Text-To-Speech With AWS (Part 1)
This two-part series presents three projects that teach you how to use AWS (Amazon Web Services) to transform text between its written and spoken states. The first project will use text-to-speech to turn a blog post or other written content into a spoken .mp3 file to give more options to blind and dyslexic users of your site.
In the next article, we will embark on the return journey, from speech-to-text, and consider the accuracy of these transcriptions by sending various samples through a round-trip translation. To follow these tutorials, you will need an AWS account with billing enabled, though the tutorials will stay well within the constraints of free-tier resources. Examples will focus on using the AWS console, but I will also demonstrate the AWS CLI (Command Line Interface), which requires basic command line knowledge.
Introduction And Motivation
Most of the Internet is text-based. Text is lightweight (1 byte per letter), widely supported, easy to interpret, and has a precedent as old as the Internet as the default medium of online communication. Sending written text predates the Internet: telegraphs carried text over wires hundreds of years ago and physical mail has transmitted writing for centuries. Voice transmission over radio and telephone also predates the Internet, but did not translate to the same foundational medium that text did online. This is in almost all cases a good thing, again, text is lightweight and easy to interpret compared to audio. However, transforming between voice and text can add powerful functionality to and improve the accessibility of a wide variety of applications.
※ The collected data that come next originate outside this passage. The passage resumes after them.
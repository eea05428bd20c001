// Copyright 2026 Neil Henderson, Blue Tarp Media.
//
//! The `generate` module lowers one body's quad list into x86_64 assembly instructions.
//!
//! The prologue builds the activation record: it saves the caller's linkage, copies the caller's
//! display into the new frame, pushes the new frame pointer as the frame's own display slot, and
//! reserves the aligned activation-record size. After that, any variable at lexical level L is
//! reachable through a single load of display slot L, no matter how deep the nesting.
//!
//! Integer values move through `rax`/`rcx`; reals only ever move through the x87 evaluation
//! stack. Boolean results are materialized as 0/1 with a branch pair over two freshly allocated
//! labels; the operands of `and`/`or` are both evaluated fully (no short-circuit).

use crate::ICE;
use crate::ir::Quad;
use crate::symbols::{ConstValue, SymbolId, SymbolKind, SymbolTable, WORD_WIDTH};

use super::ast::{AsmInstruction, AsmOperand, ConditionalCode};
use super::registers::Register::{RAX, RCX, RDX, RBP, RSP};
use super::registers::Register;

/// Lowers one callable's quad list: prologue, body, epilogue.
pub fn generate_asm_body(quads: &[Quad], env: SymbolId, symbols: &mut SymbolTable, trace: bool) -> Vec<AsmInstruction> {
    let mut generator = Generator { symbols, trace, out: Vec::new() };

    generator.prologue(env);
    generator.expand(quads);
    generator.epilogue(env);

    generator.out
}

/// Aligns a frame size on the stack-alignment boundary. Used by the prologue.
pub fn align_frame_size(frame_size: i64) -> i64 {
    ((frame_size + WORD_WIDTH - 1) / WORD_WIDTH) * WORD_WIDTH
}

/// The bit pattern of a real, as the immediate it is moved around with.
pub fn ieee_bits(value: f64) -> i64 {
    value.to_bits() as i64
}

/// Finds the display level and frame-relative offset of a variable, array or parameter.
pub fn frame_location(symbols: &SymbolTable, sym: SymbolId) -> (usize, i64) {
    let symbol = symbols.get(sym);

    match symbol.kind {
        // Locals sit below the display area of their frame.
        SymbolKind::Variable | SymbolKind::Array { .. } => {
            (symbol.level, -((symbol.level as i64 + 1) * WORD_WIDTH + symbol.offset))
        }

        // Parameters sit above the saved return address, each addressed past its own slot.
        SymbolKind::Parameter { size } => (symbol.level, WORD_WIDTH + symbol.offset + size),

        _ => ICE!("frame_location() called for {} '{}'", symbol.kind_name(), symbol.name),
    }
}
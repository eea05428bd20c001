// Copyright 2026 Neil Henderson, Blue Tarp Media.
//
//! The `ir` module defines the BlueQuad intermediate representation: the linear three-address
//! form that the front end produces from each optimized procedure/function body and that the
//! code generator lowers to assembly.

mod quads;

pub use quads::Quad;
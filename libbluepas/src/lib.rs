// Copyright 2026 Neil Henderson, Blue Tarp Media.
//
//! The BluePas backend library.
//!
//! The front end hands this library a populated symbol table, one AST per procedure/function
//! body, and (after semantic analysis) one quad list per body. The backend type-checks and
//! constant-folds each body in place, then lowers each quad list to x86_64 assembly text.

#![doc(html_no_source)]

pub mod ast;
pub mod codegen;
pub mod compiler_driver;
pub mod core;
pub mod ir;
pub mod sema;
pub mod symbols;

pub use crate::core::ICE;
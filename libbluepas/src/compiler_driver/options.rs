// Copyright 2026 Neil Henderson, Blue Tarp Media.
//
//! The `options` module defines the compiler driver's options.

/// Options that control the compiler driver's behavior.
#[derive(Debug, Default)]
pub struct DriverOptions {
    /// Annotate the emitted assembly with `# QUAD` trace comments and prologue/epilogue symbol
    /// summaries. Cosmetic only; never changes the emitted instructions.
    pub assembler_trace: bool,

    /// Print each body's quad list to stdout before it is lowered.
    pub print_quads: bool,
}
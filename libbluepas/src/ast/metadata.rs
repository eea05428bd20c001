// Copyright 2026 Neil Henderson, Blue Tarp Media.
//
//! The `metadata` module defines [AstNodeId] and [AstMetadata], which caches the resolved type of
//! every expression node.

use std::collections::HashMap;
use std::fmt;
use std::sync::atomic::{AtomicU32, Ordering};

use crate::ICE;
use crate::symbols::TypeId;

/// A unique numerical identifier for a node in the AST. Identifiers start from 1.
#[derive(Debug, Default, Copy, Clone, Hash, Eq, PartialEq)]
pub struct AstNodeId(u32);

impl fmt::Display for AstNodeId {
    fn fmt(&self, f: &mut fmt::Formatter<'_>) -> fmt::Result {
        write!(f, "{}", self.0)
    }
}

impl AstNodeId {
    /// Creates a new, unique `AstNodeId`.
    pub fn new() -> Self {
        static NEXT_ID: AtomicU32 = AtomicU32::new(1);

        let next_id = NEXT_ID.fetch_add(1, Ordering::SeqCst); // Increments and returns previous value, so `1` is first.

        if next_id == u32::MAX {
            ICE!("Exhausted node ids"); // Technically we have 1 more available but we'll limit ourselves to MAX-1.
        }

        Self(next_id)
    }
}

/// Per-node annotations recorded outside the tree itself.
///
/// Every expression node has a cached resolved type: literals, identifiers, calls and unary
/// operators are seeded at construction, and the type checker sets the rest exactly once.
#[derive(Debug, Default)]
pub struct AstMetadata {
    node_types: HashMap<AstNodeId, TypeId>,
}

impl AstMetadata {
    /// Creates empty metadata.
    pub fn new() -> Self {
        Self::default()
    }

    /// Gets a node's cached resolved type.
    pub fn node_type(&self, node_id: AstNodeId) -> TypeId {
        let Some(ty) = self.node_types.get(&node_id) else {
            ICE!("Node {node_id} has no cached type");
        };
        *ty
    }

    /// Sets a node's resolved type.
    pub fn set_node_type(&mut self, node_id: AstNodeId, ty: TypeId) {
        self.node_types.insert(node_id, ty);
    }
}
//! Random placement of NPCs on a map.

use npc_math::{Bounds, DVec2};
use npc_position::EntityId;

/// An entity to register on a map if it is not tracked yet.
#[derive(Debug, Clone, PartialEq, Eq)]
pub struct EntitySeed {
    pub id: EntityId,
    pub name: String,
}

impl EntitySeed {
    #[must_use]
    pub fn new(id: impl Into<EntityId>, name: impl Into<String>) -> Self {
        Self {
            id: id.into(),
            name: name.into(),
        }
    }
}

/// A uniformly distributed point inside `area`.
#[must_use]
pub fn random_point(area: &Bounds, rng: &mut fastrand::Rng) -> DVec2 {
    area.point_at(rng.f64(), rng.f64())
}
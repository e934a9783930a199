//! Save and restore a position store under a scenario key.
//!
//! [`PersistenceAdapter`] is deliberately forgiving. A failed save or an
//! unreadable snapshot is logged and the game keeps running on the in-memory
//! store; nothing here ever returns an error to gameplay code.

use npc_position::{MovementStatus, PositionStore};
use tracing::{debug, error, info, warn};

use crate::codec::{self, DecodedSnapshot};
use crate::error::PersistenceError;
use crate::storage::{self, SnapshotStorage};

/// Summary of a [`PersistenceAdapter::load`].
#[derive(Debug, Clone, Copy, Default, PartialEq, Eq)]
pub struct LoadReport {
    /// Entities written into the store.
    pub restored: usize,
    /// Entries that could not be used.
    pub skipped: usize,
}

/// Writes store snapshots to keyed storage and reads them back.
#[derive(Debug)]
pub struct PersistenceAdapter {
    storage: Box<dyn SnapshotStorage>,
    key: String,
}

impl PersistenceAdapter {
    /// Persist under `key` in `storage`.
    ///
    /// # Errors
    ///
    /// Returns [`PersistenceError::InvalidKey`] if `key` cannot be used.
    pub fn new(
        storage: impl SnapshotStorage + 'static,
        key: impl Into<String>,
    ) -> Result<Self, PersistenceError> {
        let key = key.into();
        storage::validate_key(&key)?;
        Ok(Self {
            storage: Box::new(storage),
            key,
        })
    }

    /// The scenario key snapshots are stored under.
    #[must_use]
    pub fn key(&self) -> &str {
        &self.key
    }

    #[must_use]
    pub fn storage(&self) -> &dyn SnapshotStorage {
        self.storage.as_ref()
    }

    /// Write the current store, logging any failure.
    ///
    /// Returns `true` if the snapshot was written.
    pub fn save(&mut self, store: &PositionStore) -> bool {
        match self.try_save(store) {
            Ok(count) => {
                debug!(key = self.key, entities = count, "snapshot saved");
                true
            }
            Err(e) => {
                error!(key = self.key, error = %e, "failed to save snapshot; continuing in memory");
                false
            }
        }
    }

    /// Write the current store. Returns how many entities were written.
    ///
    /// # Errors
    ///
    /// Returns [`PersistenceError`] if encoding or the storage write fails.
    pub fn try_save(&mut self, store: &PositionStore) -> Result<usize, PersistenceError> {
        let entities = store.get_all();
        let bytes = codec::encode_snapshot(&entities)?;
        self.storage.write(&self.key, &bytes)?;
        Ok(entities.len())
    }

    /// Restore the stored snapshot into `store`, logging any failure.
    ///
    /// Entries are upserted as idle entities; records already in the store
    /// that are not in the snapshot are left alone. A missing snapshot is an
    /// empty, successful load.
    pub fn load(&self, store: &mut PositionStore) -> LoadReport {
        let decoded = match self.read() {
            Ok(Some(decoded)) => decoded,
            Ok(None) => {
                info!(key = self.key, "no snapshot to restore");
                return LoadReport::default();
            }
            Err(e) => {
                error!(key = self.key, error = %e, "failed to read snapshot; starting empty");
                return LoadReport::default();
            }
        };

        let mut report = LoadReport {
            restored: 0,
            skipped: decoded.skipped,
        };

        for entity in decoded.entities {
            let position = entity.position();
            let result = match entity.map {
                Some(map) => store.place_on_map(entity.id.clone(), entity.name, position, map),
                None => store.set_position(entity.id.clone(), entity.name, position, MovementStatus::Idle),
            };
            match result {
                Ok(()) => report.restored += 1,
                Err(e) => {
                    warn!(key = self.key, id = %entity.id, error = %e, "skipping snapshot record");
                    report.skipped += 1;
                }
            }
        }

        info!(
            key = self.key,
            restored = report.restored,
            skipped = report.skipped,
            "snapshot restored"
        );
        report
    }

    fn read(&self) -> Result<Option<DecodedSnapshot>, PersistenceError> {
        self.storage
            .read(&self.key)?
            .map(|bytes| codec::decode_snapshot(&bytes))
            .transpose()
    }
}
It has always been possible to transform between audio and text, you can read a written speech or transcribe an oral sermon. Indeed, if we think back to the telegram, trained operators transcoded Morse Code messages to words. In each example, it has always been very labor intensive to move from speech to writing or back, even with specialized training and equipment. With a variety of cloud services, we can automate these processes to allow transitioning between mediums in seconds without any human effort, which expands the possible use cases.
The most obvious benefit of implementing appropriate text-to-speech and speech-to-text options is accessibility. A visually impaired or dyslexic user would benefit from a narrated version of an article, while a deaf person could become a member of your podcasting audience by reading a transcript of the show.
Text-To-Speech Project
Say you wanted to add narrated versions of every post to your blog. You could purchase a microphone and invest hours into recording and editing spoken renditions of each post. This would result in a superior listener experience, but if you want most of the benefit for only a couple of minutes and a few pennies per post, consider using AWS instead. If you are the sort of person who regularly updates and revises older or evergreen content, this method also helps you keep the spoken version up to date with minimal effort.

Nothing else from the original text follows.